## Extract data from Mongo DB with pymongo

set_mongo_connection(), sets up a connection to a MongoDB database using a connection string, database name, and collection name. It returns the client, db, and col objects which can be used to perform further operations on the database.

get_node_users(), retrieves information about Twitter users from the specified collection. It searches for documents that contain a key called "includes.users" and extracts information such as user ID, number of followers, and username. The function returns a list of unique user objects sorted by the date that their information was last updated.

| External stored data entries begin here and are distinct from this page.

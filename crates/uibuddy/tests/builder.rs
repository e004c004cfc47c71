use std::io::Write;
use std::sync::Arc;

use anyhow::Result;
use uibuddy::widget::TextElementProps;
use uibuddy::{BuildError, UiBuilder, Warning, WarningLog, WidgetKind, WidgetType};

fn builder() -> (UiBuilder, Arc<WarningLog>) {
    let log = Arc::new(WarningLog::new());
    (UiBuilder::new().with_sink(log.clone()), log)
}

const PANEL: &str = r#"
<ui:VisualElement name="panel" class="card  wide">
    <!-- header -->
    <ui:Label name="title" text="Settings" />
    <ui:ScrollView mode="Horizontal">
        <ui:Button name="ok" text="OK" tooltip="Apply" tabindex="2" />
        <ui:Toggle name="mute" label="Mute" value="true" />
    </ui:ScrollView>
</ui:VisualElement>
"#;

#[test]
fn builds_nested_tree_in_document_order() -> Result<()> {
    let (builder, log) = builder();
    let root = builder.build(PANEL)?;

    assert_eq!(root.widget_type(), WidgetType::VisualElement);
    assert_eq!(root.common.classes, vec!["card", "wide"]);
    let types: Vec<_> = root.children().iter().map(|c| c.widget_type()).collect();
    assert_eq!(types, vec![WidgetType::Label, WidgetType::ScrollView]);

    let ok = root.find("ok").expect("button is reachable");
    assert_eq!(ok.common.tooltip.as_deref(), Some("Apply"));
    assert_eq!(ok.common.tab_index, Some(2));
    match ok.kind() {
        WidgetKind::Button(TextElementProps { text, .. }) => {
            assert_eq!(text.as_deref(), Some("OK"))
        }
        other => panic!("unexpected kind: {:?}", other),
    }
    assert!(log.is_empty(), "unexpected warnings: {:?}", log.warnings());
    Ok(())
}

#[test]
fn unknown_tag_is_fatal() {
    let (builder, _) = builder();
    let result = builder.build(r#"<ui:VisualElement><ui:Carousel/></ui:VisualElement>"#);
    assert_eq!(
        result.unwrap_err(),
        BuildError::UnknownElement {
            name: "Carousel".into()
        }
    );
}

#[test]
fn unknown_attribute_only_warns() -> Result<()> {
    let (builder, log) = builder();
    let root = builder.build(r#"<ui:Label name="caption" colour="red" text="x"/>"#)?;
    assert_eq!(root.widget_type(), WidgetType::Label);
    assert_eq!(
        log.take(),
        vec![Warning::UnknownAttribute {
            element: "caption".into(),
            name: "colour".into(),
            value: "red".into(),
        }]
    );
    Ok(())
}

#[test]
fn malformed_markup_is_fatal() {
    let (builder, _) = builder();
    for markup in [
        "<ui:VisualElement>",
        "<ui:VisualElement></ui:Label>",
        r#"<ui:Label text="a" text="b"/>"#,
        "<ui:Label text=unquoted/>",
    ] {
        assert!(
            matches!(builder.build(markup), Err(BuildError::Malformed { .. })),
            "{markup} should be malformed"
        );
    }
}

#[test]
fn requested_root_type_must_match() -> Result<()> {
    let (builder, _) = builder();
    let toggle = builder.build_as(r#"<ui:Toggle value="false"/>"#, WidgetType::Toggle)?;
    assert_eq!(toggle.widget_type(), WidgetType::Toggle);

    let err = builder
        .build_as("<ui:Label/>", WidgetType::Button)
        .unwrap_err();
    assert_eq!(
        err.to_string(),
        "The created element is not of type Button. Element type is Label."
    );
    Ok(())
}

#[test]
fn build_file_reads_markup() -> Result<()> {
    let (builder, _) = builder();
    let mut file = tempfile::NamedTempFile::new()?;
    file.write_all(PANEL.as_bytes())?;
    let root = builder.build_file(file.path())?;
    assert_eq!(root.name(), Some("panel"));

    let missing = builder.build_file(file.path().with_extension("missing"));
    assert!(missing.is_err());
    Ok(())
}

#[test]
fn inline_style_is_applied_while_building() -> Result<()> {
    let (builder, log) = builder();
    let root = builder.build(
        r#"<ui:VisualElement name="box" style="width: 10px; bogus; opacity: 0.5"/>"#,
    )?;
    assert!(root.style.width.is_some());
    assert!(root.style.opacity.is_some());
    assert_eq!(
        log.take(),
        vec![Warning::MalformedDeclaration {
            text: "bogus".into()
        }]
    );
    Ok(())
}

#[test]
fn tree_serializes_to_json() -> Result<()> {
    let (builder, _) = builder();
    let root = builder.build(r#"<ui:Button name="b" text="Go"/>"#)?;
    let json = serde_json::to_value(&root)?;
    assert_eq!(json["type"], "Button");
    assert_eq!(json["props"]["text"], "Go");
    assert_eq!(json["common"]["name"], "b");
    Ok(())
}
//! # AOProto Message Library
//!
//! Concrete Anarchy Online message schemas for the codec in `aoproto-codec`.
//!
//! ## Organization
//!
//! ### 1. Enumerations ([`enums`])
//! Message discriminators and game data (breeds, professions, stats).
//!
//! ### 2. N3 Messages ([`n3`])
//! In-game messages sharing the [`N3Message`] header.
//!
//! ### 3. System Messages ([`system`])
//! Login and zoning messages sharing the [`SystemMessage`] header.
//!
//! ### 4. Lookup ([`registry`])
//! Name to type mapping used by tools that pick a message at run time.
//!
//! ## Usage Example
//!
//! ```rust,no_run
//! use aoproto_codec::CodecResolver;
//! use aoproto_core::{Identity, IdentityType};
//! use aoproto_messages::{OrgClientCommand, OrgClientMessage};
//!
//! let resolver = CodecResolver::new();
//! let identity = Identity::new(IdentityType::SIMPLE_CHAR, 12345);
//! let mut message = OrgClientMessage::new(identity, OrgClientCommand::Create);
//! message.command_args = "Trollipopz".to_string();
//!
//! let bytes = resolver.encode_message(&message).unwrap();
//! let decoded: OrgClientMessage = resolver.decode_message(&bytes).unwrap();
//! assert_eq!(decoded, message);
//! ```

pub mod enums;
pub mod n3;
pub mod registry;
pub mod system;

// Re-export commonly used items
pub use enums::*;
pub use n3::*;
pub use registry::*;
pub use system::*;
impl Codec for TextCodec {
    fn name(&self) -> &str {
        &self.name
    }

    fn encode(&self, writer: &mut StreamWriter, _ctx: &mut SerializationContext<'_>, value: &Value) -> Result<()> {
        let text = match value {
            Value::Text(s) => s.as_str(),
            Value::Null => "",
            other => return Err(CodecError::mismatch("text", other.kind())),
        };
        let bytes = text.as_bytes();

        match self.prefix {
            LengthPrefix::NulTerminated => {
                if bytes.contains(&0) {
                    return Err(CodecError::InvalidData(
                        "NUL terminated text contains a zero byte".into(),
                    ));
                }
                writer.write_bytes(bytes);
                writer.write_u8(0);
            }
            LengthPrefix::Fixed(n) => {
                let n = n as usize;
                if bytes.len() > n {
                    return Err(CodecError::InvalidData(format!(
                        "text of {} bytes does not fit {} bytes",
                        bytes.len(),
                        n
                    )));
                }
                writer.write_bytes(bytes);
                writer.write_bytes(&vec![0u8; n - bytes.len()]);
            }
            prefix => {
                write_count(writer, prefix, bytes.len())?;
                writer.write_bytes(bytes);
            }
        }
        Ok(())
    }

    fn decode(&self, reader: &mut StreamReader, _ctx: &mut SerializationContext<'_>) -> Result<Value> {
        let raw = match self.prefix {
            LengthPrefix::NulTerminated => reader.read_until_nul()?,
            LengthPrefix::Fixed(n) => {
                let padded = reader.read_bytes(n as usize)?;
                let end = padded.iter().position(|&b| b == 0).unwrap_or(padded.len());
                padded.slice(..end)
            }
            prefix => {
                let len = read_count(reader, prefix)?;
                check_limit(len, self.max_len, "text")?;
                reader.read_bytes(len)?
            }
        };
        check_limit(raw.len(), self.max_len, "text")?;
        String::from_utf8(raw.to_vec())
            .map(Value::Text)
            .map_err(|e| CodecError::InvalidData(format!("Invalid UTF-8: {}", e)))
    }
}

/// Raw byte block
#[derive(Debug)]
pub struct BytesCodec {
    name: String,
    prefix: LengthPrefix,
    max_len: usize,
}

impl BytesCodec {
    pub fn new(prefix: LengthPrefix, max_len: usize) -> Self {
        Self {
            name: TypeDesc::Bytes(Some(prefix)).name(),
            prefix,
            max_len,
        }
    }
}

impl Codec for BytesCodec {
    fn name(&self) -> &str {
        &self.name
    }

    fn encode(&self, writer: &mut StreamWriter, _ctx: &mut SerializationContext<'_>, value: &Value) -> Result<()> {
        let empty = Bytes::new();
        let bytes = match value {
            Value::Bytes(b) => b,
            Value::Null => &empty,
            other => return Err(CodecError::mismatch("bytes", other.kind())),
        };
        write_count(writer, self.prefix, bytes.len())?;
        writer.write_bytes(bytes);
        Ok(())
    }

    fn decode(&self, reader: &mut StreamReader, _ctx: &mut SerializationContext<'_>) -> Result<Value> {
        let len = read_count(reader, self.prefix)?;
        check_limit(len, self.max_len, "byte block")?;
        Ok(Value::Bytes(reader.read_bytes(len)?))
    }
}

/// Registry of leaf codecs
#[derive(Debug, Clone, Default)]
pub struct PrimitiveSet {
    codecs: HashMap<&'static str, CodecRef>,
}

impl PrimitiveSet {
    /// An empty set; [`PrimitiveSet::standard`] is what resolvers normally use
    pub fn empty() -> Self {
        Self::default()
    }

    /// Integers, floats, booleans and the protocol's well-known aggregates
    pub fn standard() -> Self {
        let mut set = Self::empty();
        for repr in [
            IntRepr::U8,
            IntRepr::I8,
            IntRepr::U16,
            IntRepr::I16,
            IntRepr::U32,
            IntRepr::I32,
            IntRepr::U64,
            IntRepr::I64,
        ] {
            set.register(repr.primitive_name(), Arc::new(IntCodec::new(repr)));
        }
        set.register("bool", Arc::new(BoolCodec));
        set.register("f32", Arc::new(F32Codec));
        set.register("identity", Arc::new(IdentityCodec));
        set.register("vector3", Arc::new(Vector3Codec));
        set.register("ipv4", Arc::new(Ipv4Codec));
        set
    }

    /// Register a leaf codec, returning the one it replaces
    pub fn register(&mut self, name: &'static str, codec: CodecRef) -> Option<CodecRef> {
        self.codecs.insert(name, codec)
    }

    pub fn get(&self, name: &str) -> Option<CodecRef> {
        self.codecs.get(name).cloned()
    }

    pub fn contains(&self, name: &str) -> bool {
        self.codecs.contains_key(name)
    }

    pub fn names(&self) -> Vec<&'static str> {
        let mut names: Vec<_> = self.codecs.keys().copied().collect();
        names.sort_unstable();
        names
    }

    /// Codec for a leaf type description
    ///
    /// Enumerations, text and byte blocks are parameterised by their
    /// description and the resolver's config, so they are built on demand.
    pub fn resolve(&self, desc: &TypeDesc, config: &CodecConfig) -> Result<CodecRef> {
        match desc {
            TypeDesc::Primitive(name) => self.get(name).ok_or_else(|| {
                CodecError::schema(*name, "no registered primitive codec and not a record type")
            }),
            TypeDesc::Enum { name, repr } => {
                let codec = self.get(repr.primitive_name()).ok_or_else(|| {
                    CodecError::schema(*name, format!("no codec for underlying {}", repr.primitive_name()))
                })?;
                // A replaced integer codec also carries every enum of that width
                Ok(Arc::new(EnumCodec {
                    name: desc.name(),
                    inner: codec,
                }))
            }
            TypeDesc::Text(prefix) => {
                let prefix = prefix.unwrap_or(config.default_text_prefix);
                Ok(Arc::new(TextCodec::new(prefix, config.max_text_len)))
            }
            TypeDesc::Bytes(prefix) => {
                let prefix = prefix.unwrap_or(config.default_list_prefix);
                if prefix == LengthPrefix::NulTerminated {
                    return Err(CodecError::schema(desc.name(), "byte blocks cannot be NUL terminated"));
                }
                Ok(Arc::new(BytesCodec::new(prefix, config.max_collection_len)))
            }
            TypeDesc::List { .. } | TypeDesc::Pair(..) | TypeDesc::Record(_) => Err(CodecError::schema(
                desc.name(),
                "composite types are built by the resolver",
            )),
        }
    }
}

get_node_tweets(), retrieves information about Twitter tweets from the specified collection. It searches for documents that contain a key called "includes.tweets" and extracts information such as tweet ID, author ID, creation time, and number of retweets. It also checks for any referenced tweets and adds them to a list if present. The function returns a list of tweet objects.

get_node_hashtags(), retrieves a list of unique hashtags from the first tweet in each document in the specified collection. It uses the collection.find() method to search for documents that contain a key called "includes.tweets.0.entities.hashtags", which indicates that the first tweet in the document has at least one hashtag. It then loops through each matching document, extracts the hashtag tags from the first tweet, and adds them to a set to remove duplicates. Finally, the function converts the set to a list and returns it.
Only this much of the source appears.